Health is a human right, for everyone. Multicultural lived experience is the missing voice in the Australian healthcare system.
Evidence shows that health services co-designed with the people who use them, are more effective.
Australia is one of the most culturally and linguistically diverse nations in the world.
Multicultural lived experience is shaped by migration, settlement and acculturation. These in turn are shaped by social, cultural, economic and political drivers and may or may not also involve marginalisation, oppression and discrimination as commonly experienced by migrants, refugees and people seeking asylum.
Including multicultural lived experience in the health system, service planning, service delivery and consultation room, leads to better health outcomes, health equity and health justice.
Multicultural lived experience is an important component of the lived experience consumer movement. Health is a human right for everyone.
Being understood, valued, respected and encouraged is fundamental to recovery.

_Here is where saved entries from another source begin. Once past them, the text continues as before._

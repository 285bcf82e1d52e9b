//! Offscreen bitmap with a software rasterizer.
//!
//! A [`Bitmap`] holds the canvas pixels as non-premultiplied RGBA and a
//! display list of every primitive drawn into it since the last clear. The
//! display list is what a blit-free consumer (or a test) inspects; the pixels
//! are what gets presented on screen.
//!
//! Coverage is sampled at pixel centers without anti-aliasing. Each primitive
//! builds a coverage mask first and blends it once, so overlapping triangles
//! from one tessellation never double-blend.

use glam::Affine2;
use horizon_trellis_core::{PointF, RectF, SizeI};
use image::{Rgba, RgbaImage};
use lyon::path::Path as LyonPath;
use tracing::debug;

use crate::path::{
    DEFAULT_TOLERANCE, Path, PathCommand, TessellatedPath, clip_segment, dash_path,
    is_finite_path, tessellate_stroke, to_lyon_path,
};
use crate::paint::Stroke;
use crate::types::{Color, Font};

/// One primitive recorded in a bitmap's display list.
///
/// Points are in device space; rectangles are in user space with the
/// transform they were drawn under.
#[derive(Debug, Clone, PartialEq)]
pub enum DrawCommand {
    /// A single straight line.
    Line {
        from: PointF,
        to: PointF,
        color: Color,
        width: f32,
    },
    /// A filled path.
    FillPath { path: Path, color: Color },
    /// A stroked path.
    StrokePath { path: Path, stroke: Stroke },
    /// A filled rectangle.
    FillRect {
        rect: RectF,
        transform: Affine2,
        color: Color,
    },
    /// A stroked rectangle outline.
    StrokeRect {
        rect: RectF,
        transform: Affine2,
        stroke: Stroke,
    },
    /// A rectangle reset to the background.
    ClearRect { rect: RectF, transform: Affine2 },
    /// Text anchored at its baseline origin.
    Text {
        text: String,
        origin: PointF,
        font: Font,
        color: Color,
    },
    /// An image drawn with its top-left corner at `origin`.
    Image {
        origin: PointF,
        width: u32,
        height: u32,
    },
}

/// Pixels plus display list for one canvas.
#[derive(Debug, Clone)]
pub struct Bitmap {
    pixels: RgbaImage,
    commands: Vec<DrawCommand>,
    background: Color,
}

impl Bitmap {
    /// Allocate a bitmap filled with `background`.
    pub fn new(size: SizeI, background: Color) -> Self {
        let width = size.width.max(0) as u32;
        let height = size.height.max(0) as u32;
        let pixels = RgbaImage::from_pixel(width, height, Rgba(background.to_rgba8()));
        Self {
            pixels,
            commands: Vec::new(),
            background,
        }
    }

    /// Size in pixels.
    pub fn size(&self) -> SizeI {
        SizeI::new(self.pixels.width() as i32, self.pixels.height() as i32)
    }

    /// Width in pixels.
    pub fn width(&self) -> u32 {
        self.pixels.width()
    }

    /// Height in pixels.
    pub fn height(&self) -> u32 {
        self.pixels.height()
    }

    /// The background the bitmap was cleared to.
    pub fn background(&self) -> Color {
        self.background
    }

    /// The pixel buffer.
    pub fn pixels(&self) -> &RgbaImage {
        &self.pixels
    }

    /// Read one pixel as non-premultiplied RGBA.
    pub fn pixel(&self, x: u32, y: u32) -> Option<[u8; 4]> {
        self.pixels.get_pixel_checked(x, y).map(|p| p.0)
    }

    /// Primitives drawn since the last clear, in draw order.
    pub fn commands(&self) -> &[DrawCommand] {
        &self.commands
    }

    /// Reset every pixel to the background and empty the display list.
    pub fn clear(&mut self) {
        let fill = Rgba(self.background.to_rgba8());
        for pixel in self.pixels.pixels_mut() {
            *pixel = fill;
        }
        self.commands.clear();
    }

    /// Append to the display list without touching pixels.
    pub fn record(&mut self, command: DrawCommand) {
        self.commands.push(command);
    }

    /// Draw a straight line and record it.
    ///
    /// Only the part of the line near the bitmap is rasterized; a line with
    /// a non-finite end is recorded but not drawn.
    pub fn draw_line(&mut self, from: PointF, to: PointF, color: Color, width: f32) {
        if width > 1.5 {
            if let Some((a, b)) = clip_segment(from, to, self.bounds(width + 1.0)) {
                let mut path = Path::new();
                path.push(PathCommand::MoveTo(a));
                path.push(PathCommand::LineTo(b));
                let mesh = tessellate_stroke(
                    &to_lyon_path(&path),
                    &Stroke::new(color, width),
                    DEFAULT_TOLERANCE,
                );
                self.cover_mesh(&mesh, color);
            }
        } else {
            self.plot_line(from, to, color);
        }
        self.record(DrawCommand::Line {
            from,
            to,
            color,
            width,
        });
    }

    /// Stroke a lyon path, applying the stroke's dash pattern. The caller
    /// records what it represents.
    pub fn stroke_path(&mut self, path: &LyonPath, stroke: &Stroke, tolerance: f32) {
        if !is_finite_path(path) {
            debug!(
                target: "horizon_trellis_render::backend",
                "path has non-finite points; stroke skipped"
            );
            return;
        }
        let mesh = if stroke.dash.is_solid() {
            tessellate_stroke(path, stroke, tolerance)
        } else {
            let dashed = dash_path(path, &stroke.dash, self.stroke_bounds(stroke), tolerance);
            tessellate_stroke(&dashed, stroke, tolerance)
        };
        self.cover_mesh(&mesh, stroke.color);
    }

    /// Device rectangle outside which no part of a stroke can land on a pixel.
    pub fn stroke_bounds(&self, stroke: &Stroke) -> RectF {
        self.bounds(stroke.width * stroke.miter_limit.max(1.0) + 1.0)
    }

    /// Blend a tessellated mesh. The caller records what it represents.
    pub fn cover_mesh(&mut self, mesh: &TessellatedPath, color: Color) {
        let mut mask = self.mask();
        for [a, b, c] in mesh.triangles() {
            mask.cover_triangle(
                PointF::new(a[0], a[1]),
                PointF::new(b[0], b[1]),
                PointF::new(c[0], c[1]),
            );
        }
        self.blend_mask(&mask, color);
    }

    /// Fill a rectangle under a transform and record it.
    pub fn fill_rect(&mut self, rect: RectF, transform: Affine2, color: Color) {
        let mask = self.quad_mask(rect, transform);
        self.blend_mask(&mask, color);
        self.record(DrawCommand::FillRect {
            rect,
            transform,
            color,
        });
    }

    /// Stroke a rectangle outline under a transform and record it.
    pub fn stroke_rect(&mut self, rect: RectF, transform: Affine2, stroke: Stroke) {
        let mut path = Path::new();
        let corners = [
            rect.top_left(),
            rect.top_right(),
            rect.bottom_right(),
            rect.bottom_left(),
        ];
        for (i, p) in corners.into_iter().enumerate() {
            let d = transform.transform_point2(glam::Vec2::new(p.x, p.y));
            let d = PointF::new(d.x, d.y);
            path.push(if i == 0 {
                PathCommand::MoveTo(d)
            } else {
                PathCommand::LineTo(d)
            });
        }
        path.push(PathCommand::Close);

        self.stroke_path(&to_lyon_path(&path), &stroke, DEFAULT_TOLERANCE);
        self.record(DrawCommand::StrokeRect {
            rect,
            transform,
            stroke,
        });
    }

    /// Reset a rectangle to the background and record it.
    pub fn clear_rect(&mut self, rect: RectF, transform: Affine2) {
        let mask = self.quad_mask(rect, transform);
        let fill = Rgba(self.background.to_rgba8());
        for (index, covered) in mask.covered.iter().enumerate() {
            if *covered {
                let (x, y) = mask.position(index);
                self.pixels.put_pixel(x, y, fill);
            }
        }
        self.record(DrawCommand::ClearRect { rect, transform });
    }

    /// Copy an image with its top-left corner at `origin`, blending by alpha.
    pub fn draw_image(&mut self, image: &RgbaImage, origin: PointF) {
        let left = origin.x.round() as i64;
        let top = origin.y.round() as i64;
        for (x, y, pixel) in image.enumerate_pixels() {
            let dx = left + x as i64;
            let dy = top + y as i64;
            if dx < 0 || dy < 0 || dx >= self.width() as i64 || dy >= self.height() as i64 {
                continue;
            }
            let [r, g, b, a] = pixel.0;
            self.blend_pixel(dx as u32, dy as u32, Color::from_rgba8(r, g, b, a));
        }
        self.record(DrawCommand::Image {
            origin,
            width: image.width(),
            height: image.height(),
        });
    }

    fn plot_line(&mut self, from: PointF, to: PointF, color: Color) {
        let Some((from, to)) = clip_segment(from, to, self.bounds(0.0)) else {
            return;
        };
        let (mut x0, mut y0) = (from.x.floor() as i64, from.y.floor() as i64);
        let (x1, y1) = (to.x.floor() as i64, to.y.floor() as i64);
        let dx = (x1 - x0).abs();
        let dy = -(y1 - y0).abs();
        let sx = if x0 < x1 { 1 } else { -1 };
        let sy = if y0 < y1 { 1 } else { -1 };
        let mut err = dx + dy;

        let mut mask = self.mask();
        loop {
            mask.set(x0, y0);
            if x0 == x1 && y0 == y1 {
                break;
            }
            let e2 = 2 * err;
            if e2 >= dy {
                err += dy;
                x0 += sx;
            }
            if e2 <= dx {
                err += dx;
                y0 += sy;
            }
        }
        self.blend_mask(&mask, color);
    }

    fn quad_mask(&self, rect: RectF, transform: Affine2) -> Mask {
        let corners = [
            rect.top_left(),
            rect.top_right(),
            rect.bottom_right(),
            rect.bottom_left(),
        ]
        .map(|p| {
            let d = transform.transform_point2(glam::Vec2::new(p.x, p.y));
            PointF::new(d.x, d.y)
        });
        let mut mask = self.mask();
        mask.cover_triangle(corners[0], corners[1], corners[2]);
        mask.cover_triangle(corners[0], corners[2], corners[3]);
        mask
    }

    fn mask(&self) -> Mask {
        Mask::new(self.width(), self.height())
    }

    fn bounds(&self, margin: f32) -> RectF {
        RectF::new(
            -margin,
            -margin,
            self.width() as f32 + 2.0 * margin,
            self.height() as f32 + 2.0 * margin,
        )
    }

    fn blend_mask(&mut self, mask: &Mask, color: Color) {
        for (index, covered) in mask.covered.iter().enumerate() {
            if *covered {
                let (x, y) = mask.position(index);
                self.blend_pixel(x, y, color);
            }
        }
    }

    /// Source-over blend of a premultiplied color.
    fn blend_pixel(&mut self, x: u32, y: u32, src: Color) {
        if src.is_opaque() {
            self.pixels.put_pixel(x, y, Rgba(src.to_rgba8()));
            return;
        }
        let [r, g, b, a] = self.pixels.get_pixel(x, y).0;
        let dst = Color::from_rgba8(r, g, b, a);
        let inv = 1.0 - src.a;
        let out = Color::new(
            src.r + dst.r * inv,
            src.g + dst.g * inv,
            src.b + dst.b * inv,
            src.a + dst.a * inv,
        );
        self.pixels.put_pixel(x, y, Rgba(out.to_rgba8()));
    }
}

/// Per-pixel coverage for one primitive.
struct Mask {
    width: u32,
    height: u32,
    covered: Vec<bool>,
}

impl Mask {
    fn new(width: u32, height: u32) -> Self {
        Self {
            width,
            height,
            covered: vec![false; width as usize * height as usize],
        }
    }

    fn position(&self, index: usize) -> (u32, u32) {
        let index = index as u32;
        (index % self.width, index / self.width)
    }

    fn set(&mut self, x: i64, y: i64) {
        if x < 0 || y < 0 || x >= self.width as i64 || y >= self.height as i64 {
            return;
        }
        self.covered[y as usize * self.width as usize + x as usize] = true;
    }

    /// Mark pixels whose centers fall inside the triangle.
    fn cover_triangle(&mut self, a: PointF, b: PointF, c: PointF) {
        let edge = |p: PointF, q: PointF, x: f32, y: f32| (q.x - p.x) * (y - p.y) - (q.y - p.y) * (x - p.x);
        let area = edge(a, b, c.x, c.y);
        if area == 0.0 {
            return;
        }

        let min_x = a.x.min(b.x).min(c.x).floor().max(0.0) as i64;
        let min_y = a.y.min(b.y).min(c.y).floor().max(0.0) as i64;
        let max_x = (a.x.max(b.x).max(c.x).ceil() as i64).min(self.width as i64 - 1);
        let max_y = (a.y.max(b.y).max(c.y).ceil() as i64).min(self.height as i64 - 1);

        for y in min_y..=max_y {
            for x in min_x..=max_x {
                let (cx, cy) = (x as f32 + 0.5, y as f32 + 0.5);
                let w0 = edge(b, c, cx, cy);
                let w1 = edge(c, a, cx, cy);
                let w2 = edge(a, b, cx, cy);
                let inside = if area > 0.0 {
                    w0 >= 0.0 && w1 >= 0.0 && w2 >= 0.0
                } else {
                    w0 <= 0.0 && w1 <= 0.0 && w2 <= 0.0
                };
                if inside {
                    self.set(x, y);
                }
            }
        }
    }
}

The multicultural lived experience of Multicultural Peer Support Workers can encourage and support the recovery of CALD people experiencing mental health issues by supporting people and carers to: develop a recovery-oriented perspective, develop important life skills, empower through identifying and pursuing visions and goals in a strength-based approach and also through the redevelopment of valued roles.
Shared understanding of both the culture of origin and the new culture helps to better navigate the mainstream community’s norms, systems and ways of life. The CALD person, peer worker and health worker develop shared understanding, empathy and connection that is grounded in familiarity with socio-economic, cultural, political and historic factors of the country of origin and the new home country.
Culturally responsive service delivery and practice requires contextual understanding of socio-political and historic drivers that impact on CALD communities and individuals, as well as the influence of culture, acculturation, settlement, system and societal marginalisation, socioeconomic status, health literacy and explanatory models.
There is high risk for misdiagnosis and harmful treatment without contextual understanding. Consumers can be incorrectly and unfairly labelled as non-engaging or non-compliant.
When health workers engage Multicultural Peer Workers into the therapeutic relationship or treatment team, they increase their cultural capability, demonstrate value for multicultural lived experience and support equal partnerships.
Most health services take a ‘one size fits all’ approach and call it ‘universal healthcare’. This approach advantages the mainstream population and further disadvantages diverse communities who are not reflected in health services. There is increasing evidence that services designed by the users, are more effective and produce better health outcomes. Including the multicultural lived experience of CALD service users can lead to improve service access, culturally inclusive services, reach and engagement with ‘hard to reach’ communities and leads to needs-informed service planning.
Understanding and catering for the needs of the local community is fundamental to good service planning. This means, the whole local community.
The Australian health system does not reflect, nor cater for the diversity within the Australian population. Health systems, services, policy and investment largely ignore the needs of multicultural populations. Tackling the health inequity created by the health system requires long-term commitment and a strategic response.
Multicultural lived experience is the missing voice in the Australian consumer movement. It is absent from research, consultation, policy advice and system design processes.It needs to be understood,incorporated, valued and amplified.
The Australian culturally and linguistically diverse (CALD) population is highly diverse. The journeys of migrants, refugees and people seeking asylum are vastly different. Their unique and shared experiences impact on the care they receive as health consumers.
Multicultural lived experience encompasses the experiences, knowledge and understanding of people from CALD backgrounds. It incorporates lived and living experience that is ongoing. It draws on their personal experiences of migration, settlement, acculturation and experiences of becoming unwell, seeking health services and recovery.
The Multicultural Lived Experience Framework was developed by a team of Multicultural Peer Support Workers (MPSWs). Two MPSWs acted as facilitators and were briefed on the scope,context and content boundaries of the framework development work. We in turn embarked on a process of regular meetings, discussions, workshops and exploration with an additional four MPSWs who all had distinct migratory and cultural backgrounds. Together we explored the deep meanings and experiences of multicultural lived experience and the role of the MPSW.
The team collectively dissected ‘lived experience’ – our individual understanding, definitions and interpretations, the cultural meanings, the generally accepted meanings. We intentionally used our personal and collective lived experience to reach shared understanding and themes that formed the basis of the framework. We quickly agreed that multicultural lived experience is much more than providing cultural and linguistic peer support.
The Multicultural Lived Experience Framework was developed with the support of the Brisbane North PHN.